→ **What needs to be done**:
Which lines of the records contain the word "does"? Copy each one.

→ **Supplied data**:
use std::fs;

use refdb_ingest::{CsvLoader, IngestError, RowSource, dataset_name};
use tempfile::TempDir;

#[test]
fn loads_rows_from_disk() {
    let dir = TempDir::new().unwrap();
    let path = dir.path().join("subdivisions.csv");
    fs::write(
        &path,
        "country,name,code\nCA,Ontario,CA-ON\nUS,\"New York, State\",US-NY\n",
    )
    .unwrap();

    let rows = CsvLoader.load(&path).unwrap();
    assert_eq!(rows.len(), 2);
    assert_eq!(rows[1].get("name"), Some("New York, State"));
    assert_eq!(rows[1].line(), 3);
    assert_eq!(dataset_name(&path), "subdivisions");
}

#[test]
fn missing_file_is_reported() {
    let dir = TempDir::new().unwrap();
    let path = dir.path().join("channels.csv");
    let err = CsvLoader.load(&path).unwrap_err();
    assert!(matches!(err, IngestError::FileNotFound { .. }));
}

#[test]
fn ragged_row_is_a_parse_error() {
    let dir = TempDir::new().unwrap();
    let path = dir.path().join("languages.csv");
    fs::write(&path, "code,name\neng,English,extra\n").unwrap();
    let err = CsvLoader.load(&path).unwrap_err();
    assert!(matches!(err, IngestError::CsvParse { .. }));
    assert!(err.to_string().contains("languages.csv"));
}
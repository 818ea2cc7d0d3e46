//! Cross-row uniqueness.

use std::collections::HashSet;

use refdb_model::{Row, Violation};
use refdb_schema::UniqueKey;

/// Find rows whose key repeats an earlier row's key.
///
/// Keys are compared after normalization by the key's policy; the rows are
/// not modified. The first occurrence of a key is never flagged, only later
/// ones. Rows with an empty key are skipped, the row validator reports those.
///
/// Returns `(row index, violation)` pairs in row order.
pub fn find_duplicates(rows: &[Row], key: &UniqueKey) -> Vec<(usize, Violation)> {
    let mut seen: HashSet<String> = HashSet::with_capacity(rows.len());
    let mut duplicates = Vec::new();

    for row in rows {
        let Some(raw) = row.get(&key.field).map(str::trim) else {
            continue;
        };
        if raw.is_empty() {
            continue;
        }

        let normalized = key.policy.normalize(raw).into_owned();
        if seen.contains(&normalized) {
            duplicates.push((
                row.index(),
                Violation::Duplicate {
                    field: key.field.clone(),
                    value: normalized,
                },
            ));
        } else {
            seen.insert(normalized);
        }
    }

    duplicates
}
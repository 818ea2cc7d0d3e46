//! Core data types shared by the reference dataset validator.
//!
//! - [`Row`]: one loaded record with its position in the source file
//! - [`Violation`]: a single structured reason a field or row is invalid
//! - [`ValidationError`]: a `(line, message)` pair surfaced to the user
//! - [`DatasetReport`] / [`ValidationReport`]: aggregated outcome of a run

pub mod report;
pub mod row;
pub mod violation;

pub use report::{DatasetReport, ValidationError, ValidationReport};
pub use row::{FIRST_DATA_LINE, Row, line_for_index};
pub use violation::{ValueKind, Violation};
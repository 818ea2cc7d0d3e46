//! Validation engine for the reference datasets.
//!
//! - [`evaluate`]: one field rule against one raw value
//! - [`validate_row`]: a whole schema against one row, no early exit
//! - [`find_duplicates`]: identifier uniqueness across rows
//! - [`Validator`]: files in, [`ValidationReport`](refdb_model::ValidationReport) out
//!
//! # Example
//!
//! ```ignore
//! use refdb_ingest::CsvLoader;
//! use refdb_schema::SchemaRegistry;
//! use refdb_validate::Validator;
//!
//! let registry = SchemaRegistry::builtin()?;
//! let report = Validator::new(&registry).run_defaults("database".as_ref(), &CsvLoader)?;
//! if !report.passed() {
//!     std::process::exit(1);
//! }
//! ```

pub mod engine;
pub mod error;
pub mod field;
pub mod row;
pub mod unique;

pub use engine::{Validator, validate_rows};
pub use error::{Result, ValidateError};
pub use field::evaluate;
pub use row::validate_row;
pub use unique::find_duplicates;
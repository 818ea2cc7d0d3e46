//! Field rules.
//!
//! A [`FieldRule`] is presence + shape + a list of tagged [`Constraint`]s.
//! Rules are plain data; evaluating them against a value happens in the
//! validator and never touches the row itself.

use std::fmt;

use regex::Regex;

pub use refdb_model::ValueKind;

use crate::error::{Result, SchemaError};

/// Default separator for list-valued columns (`c/US;c/CA`).
pub const LIST_SEPARATOR: char = ';';

/// Whether an empty value is acceptable.
#[derive(Debug, Clone, Copy, PartialEq, Eq, Default)]
pub enum Presence {
    Required,
    #[default]
    Optional,
}

/// Single value or a separated list of values.
#[derive(Debug, Clone, Copy, PartialEq, Eq, Default)]
pub enum Shape {
    #[default]
    Single,
    /// Every item is checked against the constraints on its own.
    List { separator: char },
}

/// A compiled pattern that must match the whole (trimmed) value.
#[derive(Debug, Clone)]
pub struct Pattern {
    source: String,
    regex: Regex,
}

impl Pattern {
    pub fn new(source: impl Into<String>) -> Result<Self> {
        let source = source.into();
        let regex = Regex::new(&format!("^(?:{source})$")).map_err(|err| {
            SchemaError::InvalidPattern {
                pattern: source.clone(),
                source: err,
            }
        })?;
        Ok(Self { source, regex })
    }

    /// Pattern as written in the schema.
    pub fn as_str(&self) -> &str {
        &self.source
    }

    pub fn is_match(&self, value: &str) -> bool {
        self.regex.is_match(value)
    }
}

/// Fixed set of accepted values, compared case-sensitively.
///
/// Members keep declaration order; repeats are dropped.
#[derive(Debug, Clone, Default, PartialEq, Eq)]
pub struct ValueSet {
    values: Vec<String>,
}

impl ValueSet {
    pub fn new<I, S>(values: I) -> Self
    where
        I: IntoIterator<Item = S>,
        S: Into<String>,
    {
        let mut set = Self::default();
        for value in values {
            let value = value.into();
            if !set.contains(&value) {
                set.values.push(value);
            }
        }
        set
    }

    pub fn contains(&self, value: &str) -> bool {
        self.values.iter().any(|member| member == value)
    }

    /// Members in declaration order.
    pub fn members(&self) -> &[String] {
        &self.values
    }
}

/// Named custom predicate. `Err` carries the reason shown to the user.
#[derive(Clone, Copy)]
pub struct Check {
    pub name: &'static str,
    pub predicate: fn(&str) -> std::result::Result<(), String>,
}

impl Check {
    pub fn run(&self, value: &str) -> std::result::Result<(), String> {
        (self.predicate)(value)
    }
}

impl fmt::Debug for Check {
    fn fmt(&self, f: &mut fmt::Formatter<'_>) -> fmt::Result {
        f.debug_struct("Check").field("name", &self.name).finish()
    }
}

/// One constraint on a non-empty value.
#[derive(Debug, Clone)]
pub enum Constraint {
    Type(ValueKind),
    Pattern(Pattern),
    OneOf(ValueSet),
    Custom(Check),
}

/// Validation contract for a single column.
#[derive(Debug, Clone, Default)]
pub struct FieldRule {
    pub presence: Presence,
    pub shape: Shape,
    pub constraints: Vec<Constraint>,
}

impl FieldRule {
    pub fn required() -> Self {
        Self {
            presence: Presence::Required,
            ..Self::default()
        }
    }

    pub fn optional() -> Self {
        Self::default()
    }

    /// Treat the value as a `;`-separated list.
    #[must_use]
    pub fn list(mut self) -> Self {
        self.shape = Shape::List {
            separator: LIST_SEPARATOR,
        };
        self
    }

    #[must_use]
    pub fn kind(mut self, kind: ValueKind) -> Self {
        self.constraints.push(Constraint::Type(kind));
        self
    }

    #[must_use]
    pub fn boolean(self) -> Self {
        self.kind(ValueKind::Boolean)
    }

    #[must_use]
    pub fn integer(self) -> Self {
        self.kind(ValueKind::Integer)
    }

    /// Add a full-match pattern.
    ///
    /// # Errors
    ///
    /// Returns [`SchemaError::InvalidPattern`] if the pattern does not compile.
    pub fn pattern(mut self, source: &str) -> Result<Self> {
        self.constraints
            .push(Constraint::Pattern(Pattern::new(source)?));
        Ok(self)
    }

    #[must_use]
    pub fn one_of(mut self, values: ValueSet) -> Self {
        self.constraints.push(Constraint::OneOf(values));
        self
    }

    #[must_use]
    pub fn check(mut self, check: Check) -> Self {
        self.constraints.push(Constraint::Custom(check));
        self
    }

    pub fn is_required(&self) -> bool {
        self.presence == Presence::Required
    }

    pub fn is_list(&self) -> bool {
        matches!(self.shape, Shape::List { .. })
    }
}
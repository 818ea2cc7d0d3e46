//! Violation reasons.
//!
//! Each variant carries only the data its message needs. Messages follow the
//! wording reviewers of the database already know, e.g.
//! `"country" with value "usa" fails to match the required pattern: /^[A-Z]{2}$/`.

use std::fmt;

use serde::{Deserialize, Serialize};

/// Primitive type a field value is coerced to.
#[derive(Debug, Clone, Copy, PartialEq, Eq, Hash, Default, Serialize, Deserialize)]
#[serde(rename_all = "lowercase")]
pub enum ValueKind {
    #[default]
    String,
    Integer,
    Boolean,
}

impl ValueKind {
    pub fn name(&self) -> &'static str {
        match self {
            Self::String => "string",
            Self::Integer => "integer",
            Self::Boolean => "boolean",
        }
    }

    /// Noun phrase used in type-mismatch messages.
    pub fn label(&self) -> &'static str {
        match self {
            Self::String => "a string",
            Self::Integer => "an integer",
            Self::Boolean => "a boolean",
        }
    }
}

/// A single cause of invalidity for one field (or one row, for duplicates).
#[derive(Debug, Clone, PartialEq, Eq, Serialize, Deserialize)]
#[serde(tag = "kind", rename_all = "snake_case")]
pub enum Violation {
    /// Required field is absent or empty.
    Required { field: String },
    /// Value does not parse as the declared type.
    TypeMismatch {
        field: String,
        value: String,
        expected: ValueKind,
    },
    /// Value does not fully match the declared pattern.
    PatternMismatch {
        field: String,
        value: String,
        pattern: String,
    },
    /// Value is not a member of the allowed set.
    NotAllowed {
        field: String,
        value: String,
        allowed: Vec<String>,
    },
    /// A named predicate rejected the value.
    Custom {
        field: String,
        value: String,
        reason: String,
    },
    /// Identifier already used by an earlier row.
    Duplicate { field: String, value: String },
}

impl Violation {
    /// Field the violation refers to. List items carry their position, e.g. `languages[1]`.
    pub fn field(&self) -> &str {
        match self {
            Violation::Required { field } => field,
            Violation::TypeMismatch { field, .. } => field,
            Violation::PatternMismatch { field, .. } => field,
            Violation::NotAllowed { field, .. } => field,
            Violation::Custom { field, .. } => field,
            Violation::Duplicate { field, .. } => field,
        }
    }
}

impl fmt::Display for Violation {
    fn fmt(&self, f: &mut fmt::Formatter<'_>) -> fmt::Result {
        match self {
            Violation::Required { field } => write!(f, "\"{field}\" is required"),
            Violation::TypeMismatch {
                field, expected, ..
            } => write!(f, "\"{field}\" must be {}", expected.label()),
            Violation::PatternMismatch {
                field,
                value,
                pattern,
            } => write!(
                f,
                "\"{field}\" with value \"{value}\" fails to match the required pattern: /{pattern}/"
            ),
            Violation::NotAllowed { field, allowed, .. } => {
                write!(f, "\"{field}\" must be one of [{}]", allowed.join(", "))
            }
            Violation::Custom {
                field,
                value,
                reason,
            } => write!(f, "\"{field}\" with value \"{value}\" {reason}"),
            Violation::Duplicate { field, value } => {
                write!(f, "Entry with the {field} \"{value}\" already exists")
            }
        }
    }
}
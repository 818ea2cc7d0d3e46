use anyhow::{Context, Result};
use tracing::{info, info_span};

use refdb_cli::render::{render_json, render_schemas, render_tables, render_text};
use refdb_ingest::CsvLoader;
use refdb_model::ValidationReport;
use refdb_schema::SchemaRegistry;
use refdb_validate::Validator;

use crate::cli::{CheckArgs, ReportFormatArg};

pub fn run_schemas() -> Result<()> {
    let registry = SchemaRegistry::builtin().context("load schemas")?;
    println!("{}", render_schemas(&registry));
    Ok(())
}

pub fn run_check(args: &CheckArgs) -> Result<ValidationReport> {
    let registry = SchemaRegistry::builtin().context("load schemas")?;
    let validator = Validator::new(&registry);
    let span = info_span!("check", files = args.files.len());
    let _guard = span.enter();

    let report = if args.files.is_empty() {
        info!(dir = %args.database_dir.display(), "checking default datasets");
        validator.run_defaults(&args.database_dir, &CsvLoader)?
    } else {
        validator.run(&args.files, &CsvLoader)?
    };
    Ok(report)
}

pub fn print_report(report: &ValidationReport, format: ReportFormatArg) -> Result<()> {
    match format {
        ReportFormatArg::Text => {
            let rendered = render_text(report);
            if report.passed() {
                print!("{rendered}");
            } else {
                eprint!("{rendered}");
            }
        }
        ReportFormatArg::Table => print!("{}", render_tables(report)),
        ReportFormatArg::Json => {
            println!("{}", render_json(report).context("serialize report")?);
        }
    }
    Ok(())
}
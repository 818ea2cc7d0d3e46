//! Reference dataset ingestion.
//!
//! Turns dataset files into [`Row`](refdb_model::Row) sequences and derives
//! dataset names from paths. Loading failures are surfaced as [`IngestError`].
//!
//! # Example
//!
//! ```ignore
//! use std::path::Path;
//! use refdb_ingest::{CsvLoader, RowSource, dataset_name};
//!
//! let path = Path::new("database/channels.csv");
//! let rows = CsvLoader.load(path)?;
//! assert_eq!(dataset_name(path), "channels");
//! ```

mod error;
mod loader;
mod naming;

// === Error Types ===
pub use error::{IngestError, Result};

// === CSV Reading ===
pub use loader::{CsvLoader, RowSource, read_rows};

// === Dataset Naming ===
pub use naming::{dataset_name, dataset_paths, is_csv};
//! Error types for dataset ingestion.

use std::path::PathBuf;
use thiserror::Error;

/// Errors raised while loading a dataset file. All of them are fatal for a run.
#[derive(Debug, Error)]
pub enum IngestError {
    /// CSV file not found.
    #[error("CSV file not found: {path}")]
    FileNotFound { path: PathBuf },

    /// Failed to read file.
    #[error("failed to read file {path}: {source}")]
    FileRead {
        path: PathBuf,
        #[source]
        source: std::io::Error,
    },

    /// Malformed CSV (unbalanced quotes, ragged rows, invalid UTF-8).
    #[error("failed to parse CSV {path}: {message}")]
    CsvParse { path: PathBuf, message: String },

    /// File has no header row.
    #[error("CSV file has no header row: {path}")]
    MissingHeader { path: PathBuf },
}

/// Result type for ingestion operations.
pub type Result<T> = std::result::Result<T, IngestError>;
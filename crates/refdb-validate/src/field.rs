//! Field rule evaluation.
//!
//! Turns one raw value into zero or more [`Violation`]s. Values are trimmed
//! before any check; an empty value only matters for required fields.

use refdb_model::{ValueKind, Violation};
use refdb_schema::{Constraint, FieldRule, Shape};

/// Evaluate `rule` against the raw value of column `field`.
///
/// `raw` is `None` when the row has no such column, which is treated the same
/// as an empty value.
pub fn evaluate(field: &str, rule: &FieldRule, raw: Option<&str>) -> Vec<Violation> {
    let value = raw.map(str::trim).unwrap_or_default();
    if value.is_empty() {
        if rule.is_required() {
            return vec![Violation::Required {
                field: field.to_string(),
            }];
        }
        return Vec::new();
    }

    match rule.shape {
        Shape::Single => check_value(field, value, &rule.constraints),
        Shape::List { separator } => value
            .split(separator)
            .enumerate()
            .flat_map(|(pos, item)| {
                let item_field = format!("{field}[{pos}]");
                let item = item.trim();
                if item.is_empty() {
                    vec![Violation::Required { field: item_field }]
                } else {
                    check_value(&item_field, item, &rule.constraints)
                }
            })
            .collect(),
    }
}

/// Run every constraint against a non-empty value.
///
/// A failed type coercion ends evaluation of this value: the remaining
/// constraints assume the declared type.
fn check_value(field: &str, value: &str, constraints: &[Constraint]) -> Vec<Violation> {
    let mut violations = Vec::new();
    for constraint in constraints {
        match constraint {
            Constraint::Type(kind) => {
                if !coerces(value, *kind) {
                    violations.push(Violation::TypeMismatch {
                        field: field.to_string(),
                        value: value.to_string(),
                        expected: *kind,
                    });
                    break;
                }
            }
            Constraint::Pattern(pattern) => {
                if !pattern.is_match(value) {
                    violations.push(Violation::PatternMismatch {
                        field: field.to_string(),
                        value: value.to_string(),
                        pattern: pattern.as_str().to_string(),
                    });
                }
            }
            Constraint::OneOf(set) => {
                if !set.contains(value) {
                    violations.push(Violation::NotAllowed {
                        field: field.to_string(),
                        value: value.to_string(),
                        allowed: set.members().to_vec(),
                    });
                }
            }
            Constraint::Custom(check) => {
                if let Err(reason) = check.run(value) {
                    violations.push(Violation::Custom {
                        field: field.to_string(),
                        value: value.to_string(),
                        reason,
                    });
                }
            }
        }
    }
    violations
}

fn coerces(value: &str, kind: ValueKind) -> bool {
    match kind {
        ValueKind::String => true,
        ValueKind::Integer => value.parse::<i64>().is_ok(),
        // written by the CSV tooling as upper-case literals
        ValueKind::Boolean => matches!(value, "TRUE" | "FALSE"),
    }
}
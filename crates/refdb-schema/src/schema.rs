//! Dataset schemas.

use std::borrow::Cow;

use crate::error::{Result, SchemaError};
use crate::rule::FieldRule;

/// A named column and the rule it must satisfy.
#[derive(Debug, Clone)]
pub struct FieldSpec {
    pub name: String,
    pub rule: FieldRule,
}

/// How identifier keys are compared when looking for duplicates.
#[derive(Debug, Clone, Copy, PartialEq, Eq, Default)]
pub enum KeyPolicy {
    Exact,
    #[default]
    CaseInsensitive,
}

impl KeyPolicy {
    /// Derive the comparison key for a raw value. The raw value is left as is.
    pub fn normalize<'a>(&self, raw: &'a str) -> Cow<'a, str> {
        match self {
            Self::Exact => Cow::Borrowed(raw),
            Self::CaseInsensitive => Cow::Owned(raw.to_lowercase()),
        }
    }
}

/// Identifier column that must be unique across all rows of a dataset.
#[derive(Debug, Clone, PartialEq, Eq)]
pub struct UniqueKey {
    pub field: String,
    pub policy: KeyPolicy,
}

/// Ordered field rules for one dataset, plus an optional uniqueness rule.
///
/// Immutable once built.
#[derive(Debug, Clone)]
pub struct Schema {
    dataset: String,
    fields: Vec<FieldSpec>,
    unique: Option<UniqueKey>,
}

impl Schema {
    pub fn builder(dataset: impl Into<String>) -> SchemaBuilder {
        SchemaBuilder {
            dataset: dataset.into(),
            fields: Vec::new(),
            unique: None,
        }
    }

    pub fn dataset(&self) -> &str {
        &self.dataset
    }

    pub fn fields(&self) -> &[FieldSpec] {
        &self.fields
    }

    pub fn field(&self, name: &str) -> Option<&FieldRule> {
        self.fields
            .iter()
            .find(|spec| spec.name == name)
            .map(|spec| &spec.rule)
    }

    pub fn unique_key(&self) -> Option<&UniqueKey> {
        self.unique.as_ref()
    }
}

#[derive(Debug)]
pub struct SchemaBuilder {
    dataset: String,
    fields: Vec<FieldSpec>,
    unique: Option<UniqueKey>,
}

impl SchemaBuilder {
    #[must_use]
    pub fn field(mut self, name: impl Into<String>, rule: FieldRule) -> Self {
        self.fields.push(FieldSpec {
            name: name.into(),
            rule,
        });
        self
    }

    #[must_use]
    pub fn unique(mut self, field: impl Into<String>, policy: KeyPolicy) -> Self {
        self.unique = Some(UniqueKey {
            field: field.into(),
            policy,
        });
        self
    }

    /// # Errors
    ///
    /// Returns [`SchemaError::DuplicateField`] if a column is declared twice.
    pub fn build(self) -> Result<Schema> {
        for (idx, spec) in self.fields.iter().enumerate() {
            if self.fields[..idx].iter().any(|seen| seen.name == spec.name) {
                return Err(SchemaError::DuplicateField {
                    dataset: self.dataset,
                    field: spec.name.clone(),
                });
            }
        }
        Ok(Schema {
            dataset: self.dataset,
            fields: self.fields,
            unique: self.unique,
        })
    }
}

→ **Solution to the exercise**:
    /// Returns [`SchemaError::InvalidPattern`] if the pattern does not compile.
    /// Value does not parse as the declared type.
    /// Value does not fully match the declared pattern.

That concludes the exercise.